Scan the records below for lines with the word "bool", then state how many you find and nothing else.

================================

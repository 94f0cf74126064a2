//! Perch Hardware Abstraction Layer (HAL) traits.
//!
//! This crate defines the traits the bring-up core uses to reach the
//! processor, so the core can be exercised on a development host with mock
//! hardware and on a POWER guest with the real registers.

#![no_std]

/// Trait for a serial port or similar character-based communication channel.
pub trait Serial {
    /// Writes a single byte to the serial port.
    fn write_byte(&mut self, byte: u8);
    /// Reads a single byte from the serial port, if available.
    fn read_byte(&mut self) -> Option<u8>;
}

/// Trait for controlling external interrupt delivery on the calling CPU.
pub trait LocalInterrupts {
    /// Enables external interrupts (`MSR[EE]` on POWER).
    fn enable(&self);
    /// Disables external interrupts.
    fn disable(&self);
    /// Returns whether external interrupts are currently enabled.
    fn are_enabled(&self) -> bool;
}

/// Processor identification and per-CPU state.
pub trait Processor {
    /// Reads the 32-bit processor version register.
    fn version(&self) -> u32;
    /// Returns whether the running context holds hypervisor privilege.
    fn hypervisor_mode(&self) -> bool;
    /// Reads the per-CPU scratch register.
    fn scratch(&self) -> usize;
    /// Writes the per-CPU scratch register.
    fn set_scratch(&self, value: usize);
}

/// The free-running cycle counter and the decrementer.
pub trait Timebase {
    /// Largest value the decrementer can be programmed with without
    /// firing immediately.
    const DECREMENTER_MAX: u64;

    /// Reads the timebase.
    fn read_timebase(&self) -> u64;
    /// Programs the decrementer to fire after `ticks` timebase cycles.
    fn set_decrementer(&self, ticks: u64);
    /// Hints the execution unit that the caller is spinning.
    fn relax(&self);
}

/// Status word returned by a failed hypervisor call.
#[derive(Debug, Clone, Copy, PartialEq, Eq)]
pub struct HcallError(pub i64);

/// Calls into the hypervisor that the bring-up core depends on.
pub trait Hypervisor {
    /// Returns whether the platform offers a cooperative yield.
    fn can_cede(&self) -> bool;

    /// Yields the calling CPU to the hypervisor until an interrupt is
    /// pending.
    ///
    /// Must be entered with external interrupts disabled; the call enables
    /// them atomically when the CPU is suspended and returns once the
    /// pending interrupt has been delivered.
    fn cede(&self) -> Result<(), HcallError>;
}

================================

— The answer —
3